The radius of the bevelling of the knife in the area of the choil and the ricasso is one of the very interesting elements from the aesthetic point of view of a knife and that distinguish the maker.
The ability to control the curve that makes up the start of the bisellatura over aesthetically characterize the knife is also a sign that distinguishes the maker.
It is one of the technical choices of the maker as well as aesthetic and being able to make a perfect symmetry with the same bevel radius is an indication of the ability and quality of the maker.
Often these are details that a knife user notices little but not knife collectors.
Regardless of the height of the bevel there are narrower and wider spokes, passing or emphasizing the strength of the blade and this is a feature to check to give both a personal imprint but also a quality to the knife.
Clearly the passing one can be done when the bevel is full height, it is flat and not concave knife grinding unless you have a very small knife or with a double grinding per side that can be performed with the wheel or even clearly flat.
Consider that the radius and its extension change the load-bearing section along the length of the blade.

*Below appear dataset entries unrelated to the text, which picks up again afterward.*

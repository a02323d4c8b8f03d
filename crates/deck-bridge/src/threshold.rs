//! Per-channel sound filtering threshold.

use serde::{Deserialize, Serialize};
use std::fmt;

/// Which sounds a channel lets through. Lower is stricter.
#[derive(Clone, Copy, Debug, Default, PartialEq, Eq, PartialOrd, Ord, Hash, Serialize, Deserialize)]
#[serde(try_from = "u8", into = "u8")]
pub enum Threshold {
    Nothing = 0,
    Critical = 1,
    Important = 2,
    Fluff = 3,
    #[default]
    Everything = 4,
}

impl Threshold {
    /// Selector order: most permissive first.
    pub const DESCENDING: [Threshold; 5] = [
        Threshold::Everything,
        Threshold::Fluff,
        Threshold::Important,
        Threshold::Critical,
        Threshold::Nothing,
    ];

    pub fn level(self) -> u8 {
        self as u8
    }

    pub fn from_level(level: u8) -> Option<Self> {
        match level {
            0 => Some(Threshold::Nothing),
            1 => Some(Threshold::Critical),
            2 => Some(Threshold::Important),
            3 => Some(Threshold::Fluff),
            4 => Some(Threshold::Everything),
            _ => None,
        }
    }

    pub fn label(self) -> &'static str {
        match self {
            Threshold::Nothing => "Nothing",
            Threshold::Critical => "Critical",
            Threshold::Important => "Important",
            Threshold::Fluff => "Fluff",
            Threshold::Everything => "Everything",
        }
    }
}

impl fmt::Display for Threshold {
    fn fmt(&self, f: &mut fmt::Formatter<'_>) -> fmt::Result {
        write!(f, "{}", self.level())
    }
}

impl TryFrom<u8> for Threshold {
    type Error = String;

    fn try_from(level: u8) -> Result<Self, Self::Error> {
        Threshold::from_level(level).ok_or_else(|| format!("threshold level {} out of range 0-4", level))
    }
}

impl From<Threshold> for u8 {
    fn from(threshold: Threshold) -> u8 {
        threshold.level()
    }
}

Here are the three most common forms of radius:
The wider radius is widely used with even very important variations.
On some models and types of knife I like a lot in others less but I think the radius should always be in harmony with the other curves of the knife.
The narrow radius is what I personally prefer but it is a personal judgment clearly should be used based on the type of knife you are making or the type of reproduction you are making if you want to make a faithful copy.

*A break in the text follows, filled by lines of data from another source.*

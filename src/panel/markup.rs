//! Markup templates for the panel shell and channel rows.

use deck_bridge::{MenuAction, Threshold};
use deck_dom::{Node, id};

pub const MENU_ID: &str = "menu";
pub const CHANNELS_ID: &str = "channels";
pub const ALERTS_ID: &str = "alerts";
pub const ERRORS_ID: &str = "errors";

const CHANNEL_SCOPE: &str = "channel";

/// Element ids derived from a channel name.
#[derive(Clone, Debug, PartialEq, Eq)]
pub struct ChannelIds {
    pub row: String,
    pub head: String,
    pub selector: String,
    pub slider: String,
    pub skip: String,
    pub play_pause: String,
}

impl ChannelIds {
    pub fn new(name: &str) -> Self {
        let row = id::scoped(CHANNEL_SCOPE, name);
        Self {
            head: id::part(&row, "head"),
            selector: id::part(&row, "selector"),
            slider: id::part(&row, "slider"),
            skip: id::part(&row, "skip"),
            play_pause: id::part(&row, "play_pause"),
            row,
        }
    }
}

pub fn menu_button_id(action: MenuAction) -> String {
    id::part(MENU_ID, action.as_str())
}

/// Top level containers, in document order.
pub fn shell() -> Vec<Node> {
    let menu = MenuAction::ALL.iter().fold(
        Node::new("div").id(MENU_ID).class("w3-bar w3-dark-grey w3-small"),
        |bar, action| {
            bar.child(
                Node::new("div")
                    .id(menu_button_id(*action))
                    .class("w3-bar-item w3-button")
                    .html(action.label()),
            )
        },
    );

    vec![
        menu,
        Node::new("div").id(CHANNELS_ID).class("w3-container"),
        Node::new("div").id(ERRORS_ID).class("w3-bottom"),
        Node::new("div").id(ALERTS_ID).class("w3-bottom"),
    ]
}

fn threshold_options() -> String {
    Threshold::DESCENDING
        .iter()
        .map(|t| format!("<option value='{}'>{}</option>", t.level(), t.label()))
        .collect()
}

/// One control group: name and threshold overlay, volume slider, and the
/// skip / play-pause buttons.
pub fn channel_row(name: &str, volume: u8, threshold: Threshold) -> Node {
    let ids = ChannelIds::new(name);

    let head = Node::new("div")
        .id(ids.head)
        .class("w3-cell w3-cell-middle w3-center w3-padding-small overlay-container")
        .style("width:10%;min-width:90px")
        .child(
            Node::new("div")
                .class("overlay-content w3-container w3-padding-small w3-animate-opacity w3-grey w3-center")
                .html("<span>Threshold</span><br>")
                .child(
                    Node::new("select")
                        .id(ids.selector)
                        .attr("value", threshold.level().to_string())
                        .html(threshold_options()),
                ),
        )
        .child(Node::new("h4").html(name.to_string()));

    let slider = Node::new("div")
        .class("w3-cell w3-cell-middle w3-rest w3-container w3-padding-small")
        .child(
            Node::new("input")
                .id(ids.slider)
                .attr("type", "range")
                .attr("min", "0")
                .attr("max", "100")
                .attr("value", volume.to_string()),
        );

    let buttons = Node::new("div")
        .class("w3-cell w3-cell-middle w3-center w3-small w3-padding-small")
        .style("width:2%;min-width:10px;")
        .child(
            Node::new("div")
                .id(ids.skip)
                .class("w3-button w3-block w3-round w3-small w3-padding-small")
                .attr("title", format!("Skip {}", name))
                .html("&#x23ED;"),
        )
        .child(
            Node::new("div")
                .id(ids.play_pause)
                .class("w3-button w3-block w3-round w3-small w3-padding-small")
                .attr("title", format!("Play/Pause {}", name))
                .html("&#x23EF;"),
        );

    Node::new("div")
        .id(ids.row)
        .class("w3-cell-row w3-border-bottom")
        .child(head)
        .child(slider)
        .child(buttons)
}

There is no radius but only the trend that can be straight especially when using jigs or when the bisellation is done with the file or with a slight curve but is totally passing.
Used mainly on Full Flat bevellings.
This method creates a structure of the back of the knife with a very important section along the entire length of the blade.
For many makers this is the correct solution for survival knives, bushcraft knives, etc. or in any case where a very stressful use is required for the blade, where the knife must not only cut, but is mistreated with batoning techniques, twists, levers, etc.
Batoning (baton: stick) is a technique for cutting or separating wood using a stick or hammer to hit the back of the blade …
For me this curve is very important from an aesthetic point of view, but we must never underestimate the destination of the knife because the function is also given by the type of bevel but be able to give if you need an important blade section where it is required.
Clearly it is a personal and aesthetic choice but it is an element that clearly stands out on the blade and also denotes the technical ability of the maker.
Controlling the curve by doing symmetry is not something simple but it is one of the elements of the knife that provides a high-level aesthetic sense when it is done well, with harmony and cleaning of the processing.
Depending on the type of knife it is typical to use narrow or wider beams, so it is important to learn how to control this element during bisellation.
Some makers make a radius almost to 0 creating a broken one without giving continuity to the curve but these are aesthetic choices or in some cases techniques of the construction of the knife.